I'm not attacking you! I'll be the first to admit that my system is anything but simple ;-)

However, the controller is not an integral part of the system. Everything except storage still works if the controller is shut off. You would have to manually select your heat source, and some advanced features like oil boiler heat scavenging wouldn't work. To get storage working, you'd need a couple of relays and an aquastat or two. I've even implemented heat scavenging using only thermal switches and relays. The controller is because I can, not because it's necessary. In fact, I didn't have it for the first year.

Like you, I started with the basic configuration that I have based on the advice of a professional. Different professionals give different advice!

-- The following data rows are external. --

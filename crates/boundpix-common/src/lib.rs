pub mod bytes;
pub mod error;
pub mod format;
pub mod path;
pub mod size;

pub use bytes::ByteSize;
pub use error::{Error, Result};
pub use format::MediaFormat;
pub use path::PathManager;
pub use size::{EdgeConstraint, PixelSize, TotalPixelLimit};
use crate::size_calculator::bounded_target_size;
use boundpix_common::{EdgeConstraint, PixelSize, Result, TotalPixelLimit};
use boundpix_formats::{
    Codec, ContainerProperties, ImageCodec, Raster, SourceOptions, ThumbnailOptions,
};

/// One bounded decode: compressed bytes plus the size policy to apply
#[derive(Debug, Clone, Copy)]
pub struct DecodeRequest<'a> {
    data: &'a [u8],
    constraint: EdgeConstraint,
    limit: TotalPixelLimit,
    eager: bool,
}

impl<'a> DecodeRequest<'a> {
    /// Unconstrained edges, default pixel limit, pixels decoded on first access
    pub fn new(data: &'a [u8]) -> Self {
        Self {
            data,
            constraint: EdgeConstraint::none(),
            limit: TotalPixelLimit::default(),
            eager: false,
        }
    }

    pub fn with_constraint(mut self, constraint: EdgeConstraint) -> Self {
        self.constraint = constraint;
        self
    }

    pub fn with_edges(self, short_edge: Option<f64>, long_edge: Option<f64>) -> Self {
        self.with_constraint(EdgeConstraint::new(short_edge, long_edge))
    }

    pub fn with_pixel_limit(mut self, limit: TotalPixelLimit) -> Self {
        self.limit = limit;
        self
    }

    /// Decode pixels inside the decode call rather than on first access
    pub fn eager(mut self, eager: bool) -> Self {
        self.eager = eager;
        self
    }

    pub fn data(&self) -> &'a [u8] {
        self.data
    }

    pub fn constraint(&self) -> EdgeConstraint {
        self.constraint
    }

    pub fn pixel_limit(&self) -> TotalPixelLimit {
        self.limit
    }

    pub fn is_eager(&self) -> bool {
        self.eager
    }
}

/// Successful bounded decode
#[derive(Debug, Clone)]
pub struct DecodedImage {
    pub raster: Raster,
    /// Intrinsic dimensions read from the container
    pub original_size: PixelSize,
    /// Size chosen by the edge caps and pixel limit
    pub target_size: PixelSize,
}

/// Decodes compressed images straight to a bounded size.
///
/// Failure of any kind (unknown container, unreadable header, codec error)
/// yields `None`; the cause is only logged.
#[derive(Debug, Clone, Default)]
pub struct BoundedDecoder<C = ImageCodec> {
    codec: C,
}

impl BoundedDecoder<ImageCodec> {
    pub fn new() -> Self {
        Self::default()
    }
}

impl<C: Codec> BoundedDecoder<C> {
    pub fn with_codec(codec: C) -> Self {
        Self { codec }
    }

    pub fn codec(&self) -> &C {
        &self.codec
    }

    pub fn decode(&self, request: &DecodeRequest<'_>) -> Option<DecodedImage> {
        match self.try_decode(request) {
            Ok(decoded) => Some(decoded),
            Err(e) => {
                tracing::debug!("Bounded decode of {} bytes failed: {}", request.data.len(), e);
                None
            }
        }
    }

    /// Container properties for diagnostics; never used on the decode path
    pub fn container_properties(&self, data: &[u8]) -> ContainerProperties {
        self.codec.read_container_properties(data)
    }

    fn try_decode(&self, request: &DecodeRequest<'_>) -> Result<DecodedImage> {
        let handle = self
            .codec
            .open_metadata(request.data, SourceOptions { cache: false })?;

        let original_size = PixelSize::from(self.codec.read_dimensions(&handle)?);
        let target_size = bounded_target_size(original_size, request.constraint, request.limit);

        let options = ThumbnailOptions {
            max_pixel_size: target_size.long_edge() as u32,
            pixel_budget: Some(request.limit.get().floor() as u64),
            apply_orientation: true,
            cache_immediately: request.eager,
        };
        let raster = self.codec.create_thumbnail(&handle, &options)?;

        tracing::info!(
            "Decoded {} → {} (target {}, eager={})",
            original_size,
            raster.size(),
            target_size,
            request.eager
        );

        Ok(DecodedImage {
            raster,
            original_size,
            target_size,
        })
    }
}
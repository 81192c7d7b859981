use crate::{Error, Result};
use std::path::{Path, PathBuf};
use uuid::Uuid;

/// Manages input validation and unique output paths for previews
pub struct PathManager {
    default_output_dir: PathBuf,
    current_dir: PathBuf,
}

impl PathManager {
    /// Create new PathManager with default output directory
    pub fn new() -> Result<Self> {
        let home = directories::UserDirs::new().ok_or_else(|| {
            Error::InvalidPath(PathBuf::from("Could not determine home directory"))
        })?;

        let default_output_dir = home.home_dir().join("Pictures").join("boundpix");

        Ok(Self {
            default_output_dir,
            current_dir: std::env::current_dir()?,
        })
    }

    /// PathManager writing into `dir` instead of the user's pictures folder
    pub fn with_output_dir(dir: impl Into<PathBuf>) -> Result<Self> {
        Ok(Self {
            default_output_dir: dir.into(),
            current_dir: std::env::current_dir()?,
        })
    }

    /// Generate unique output path
    /// Format: YYYYMMDD_original-name_WxH_uniqueid.ext
    pub fn generate_unique_path(
        &self,
        original: &Path,
        dimensions: (u32, u32),
        new_extension: &str,
        custom_output: Option<PathBuf>,
    ) -> Result<PathBuf> {
        let output_dir = if let Some(custom) = custom_output {
            if custom.is_dir() {
                custom
            } else {
                return Ok(custom); // User specified exact file path
            }
        } else {
            self.default_output_dir.clone()
        };

        std::fs::create_dir_all(&output_dir)?;

        let stem = original
            .file_stem()
            .and_then(|s| s.to_str())
            .ok_or_else(|| Error::InvalidPath(original.to_path_buf()))?;

        let timestamp = chrono::Local::now().format("%Y%m%d");
        let unique_id = Uuid::new_v4().simple().to_string();
        let unique_id_short = &unique_id[..8];

        let filename = format!(
            "{}_{}_{}x{}_{}.{}",
            timestamp, stem, dimensions.0, dimensions.1, unique_id_short, new_extension
        );

        Ok(output_dir.join(filename))
    }

    /// Validate input path exists and is readable
    pub fn validate_input(&self, path: &Path) -> Result<()> {
        if !path.exists() {
            return Err(Error::FileNotFound(path.to_path_buf()));
        }

        if !path.is_file() {
            return Err(Error::InvalidPath(path.to_path_buf()));
        }

        Ok(())
    }

    /// Expand `~` and environment variables, then anchor relative paths at the cwd
    pub fn resolve(&self, path_str: &str) -> Result<PathBuf> {
        let expanded =
            shellexpand::full(path_str).map_err(|_| Error::InvalidPath(PathBuf::from(path_str)))?;

        let path = PathBuf::from(expanded.as_ref());
        let absolute = if path.is_absolute() {
            path
        } else {
            self.current_dir.join(path)
        };

        tracing::debug!("Resolved '{}' → {:?}", path_str, absolute);
        Ok(absolute)
    }

    /// Resolve glob pattern for batch operations
    pub fn resolve_pattern(&self, pattern: &str) -> Result<Vec<PathBuf>> {
        let resolved_pattern = self.resolve(pattern)?;
        let pattern_str = resolved_pattern.to_string_lossy();

        tracing::debug!("Glob pattern: {}", pattern_str);

        let entries = glob::glob(&pattern_str)
            .map_err(|_| Error::InvalidPath(resolved_pattern.clone()))?;

        let mut matches = Vec::new();
        for entry in entries {
            match entry {
                Ok(path) if path.is_file() => matches.push(path),
                Ok(_) => {}
                Err(e) => tracing::warn!("Glob error: {}", e),
            }
        }

        matches.sort();
        Ok(matches)
    }

    /// Get default output directory
    pub fn default_output_dir(&self) -> &Path {
        &self.default_output_dir
    }
}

Hmm..... Ever since, I've been trying to get my head around the pros and cons of each approach. I'm NOT arguing that mine is superior, I'm just trying to figure out the advantages and disadvantages of each, and understand circumstances that would make one or the other a clear choice.

I understand the issue of flow rates for the heat loads - if you had a heat load that needed a flow rate radically different than what the primary circulator provided, especially if there was a lot of flow restriction. I assume that the primary loop pump has to be higher flow rate than any load, and that any heat load that absorbs a significant portion of the boiler output should be later in the loop.

Are there other considerations that would lead you to the pump-based approach?

I've posted my schematic a bunch of times. In consideration of all the people who are sick of seeing it, here's a link.

I'm genuinely interested in understanding this, both to improve my own system as well as the advice that others pry out of me. Thanks for any help on that path.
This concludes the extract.